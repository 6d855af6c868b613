use rand::rngs::StdRng;
use rand::{Rng, SeedableRng};
use tracing::{debug, info};

use crate::components::{Dir, Glyph, Pos, Tile};
use crate::config::{ConfigError, SimConfig};
use crate::ghost::Hunter;
use crate::level::{Grid, Level, HUNTER_COUNT};
use crate::mode::Mode;
use crate::player::{Runner, RunnerStep};

/// One run of the maze: board, runner, hunters and counters.
///
/// Everything is mutated only through [`Simulation::tick`],
/// [`Simulation::reset`] and the steering setters, all of which take
/// `&mut self`.
#[derive(Debug, Clone)]
pub struct Simulation<R = StdRng> {
    config: SimConfig,
    level: Level,
    grid: Grid,
    runner: Runner,
    hunters: [Hunter; HUNTER_COUNT],
    tick: u64,
    frighten_timer: u32,
    score: u32,
    game_over: bool,
    rng: R,
}

impl Simulation {
    /// Simulation on the built-in maze.
    pub fn new(config: SimConfig) -> Result<Self, ConfigError> {
        Self::with_level(config, Level::classic())
    }

    pub fn with_level(config: SimConfig, level: Level) -> Result<Self, ConfigError> {
        Self::from_parts(config, level)
    }
}

impl<R: Rng + SeedableRng> Simulation<R> {
    /// Builds a simulation with any seedable generator; it is seeded from
    /// `config.seed` here and again on every reset.
    pub fn from_parts(config: SimConfig, level: Level) -> Result<Self, ConfigError> {
        config.validate()?;
        let grid = level.grid.clone();
        let runner = Runner::spawn(level.runner_spawn);
        let hunters = spawn_hunters(&level);
        Ok(Self {
            config,
            level,
            grid,
            runner,
            hunters,
            tick: 0,
            frighten_timer: 0,
            score: 0,
            game_over: false,
            rng: R::seed_from_u64(config.seed),
        })
    }

    pub fn reset(&mut self) {
        self.grid = self.level.grid.clone();
        self.runner = Runner::spawn(self.level.runner_spawn);
        self.hunters = spawn_hunters(&self.level);
        self.tick = 0;
        self.frighten_timer = 0;
        self.score = 0;
        self.game_over = false;
        self.rng = R::seed_from_u64(self.config.seed);
        debug!(seed = self.config.seed, "simulation reset");
    }

    /// Sets the runner's facing from an external direction code
    /// (0 Up, 1 Right, 2 Down, 3 Left). Other codes are ignored.
    pub fn set_runner_direction(&mut self, code: i32) {
        if let Some(dir) = Dir::from_code(code) {
            self.steer(dir);
        }
    }

    pub fn steer(&mut self, dir: Dir) {
        self.runner.dir = dir;
    }

    /// Advances one step. Returns whether the run is still live; once it
    /// is over every call returns `false` without touching any state.
    pub fn tick(&mut self) -> bool {
        if self.game_over {
            return false;
        }
        self.tick += 1;
        self.frighten_timer = self.frighten_timer.saturating_sub(1);

        self.move_runner();
        let mode = self.mode();
        self.move_hunters(mode);
        self.judge_captures();

        !self.game_over
    }

    fn move_runner(&mut self) {
        match self.runner.advance(&mut self.grid) {
            RunnerStep::Ate(Tile::Power) => {
                self.score += self.config.power_score;
                self.frighten_timer = self.config.frighten_ticks;
                debug!(tick = self.tick, pos = ?self.runner.pos, "power pellet eaten");
            }
            RunnerStep::Ate(_) => self.score += self.config.pellet_score,
            RunnerStep::Moved | RunnerStep::Blocked => {}
        }
    }

    fn move_hunters(&mut self, mode: Mode) {
        for hunter in self.hunters.iter_mut() {
            let target = hunter.target(mode, &self.runner, self.tick, &self.grid);
            hunter.advance(&self.grid, target, &mut self.rng);
        }
    }

    /// Resolves hunters sharing the runner's cell in identity order. The
    /// first one met while the frighten timer is out ends the run.
    fn judge_captures(&mut self) {
        for hunter in self.hunters.iter_mut() {
            if hunter.pos != self.runner.pos {
                continue;
            }
            if self.frighten_timer > 0 {
                self.score += self.config.capture_score;
                info!(tick = self.tick, hunter = hunter.id, score = self.score, "hunter eaten");
                hunter.send_home();
            } else {
                self.game_over = true;
                info!(tick = self.tick, hunter = hunter.id, score = self.score, "runner caught");
                break;
            }
        }
    }
}

impl<R> Simulation<R> {
    /// Board cell at a row-major `index` with the runner drawn over hunters
    /// and hunters over the maze.
    pub fn get_cell(&self, index: i64) -> Glyph {
        let Some(tile) = usize::try_from(index)
            .ok()
            .and_then(|idx| self.grid.tile_at_index(idx))
        else {
            return Glyph::OutOfRange;
        };
        let idx = index as usize;
        let pos = Pos {
            x: idx % self.grid.width(),
            y: idx / self.grid.width(),
        };
        if pos == self.runner.pos {
            return Glyph::Runner;
        }
        if self.hunters.iter().any(|h| h.pos == pos) {
            return Glyph::Hunter;
        }
        tile.into()
    }

    pub fn is_game_over(&self) -> bool {
        self.game_over
    }

    pub fn score(&self) -> u32 {
        self.score
    }

    pub fn width(&self) -> usize {
        self.grid.width()
    }

    pub fn height(&self) -> usize {
        self.grid.height()
    }

    pub fn tick_count(&self) -> u64 {
        self.tick
    }

    pub fn frighten_timer(&self) -> u32 {
        self.frighten_timer
    }

    pub fn is_frightened(&self) -> bool {
        self.frighten_timer > 0
    }

    /// Mode the hunters used on the most recent tick.
    pub fn mode(&self) -> Mode {
        Mode::at(self.tick, self.frighten_timer, &self.config.schedule)
    }

    pub fn runner(&self) -> Runner {
        self.runner
    }

    pub fn hunters(&self) -> &[Hunter] {
        &self.hunters
    }

    pub fn tile(&self, pos: Pos) -> Tile {
        self.grid.tile(pos)
    }

    pub fn pellets_left(&self) -> usize {
        self.grid.pellets_left()
    }

    /// Every pellet has been eaten. The run itself continues.
    pub fn is_cleared(&self) -> bool {
        self.grid.pellets_left() == 0
    }

    pub fn config(&self) -> &SimConfig {
        &self.config
    }
}

fn spawn_hunters(level: &Level) -> [Hunter; HUNTER_COUNT] {
    std::array::from_fn(|id| Hunter::spawn(id, level.hunter_pens[id], &level.grid))
}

══════

▶ _The task_: Please report the number of lines in the listing that include "Glyph", and add nothing to it.

▶ _Reply_: 5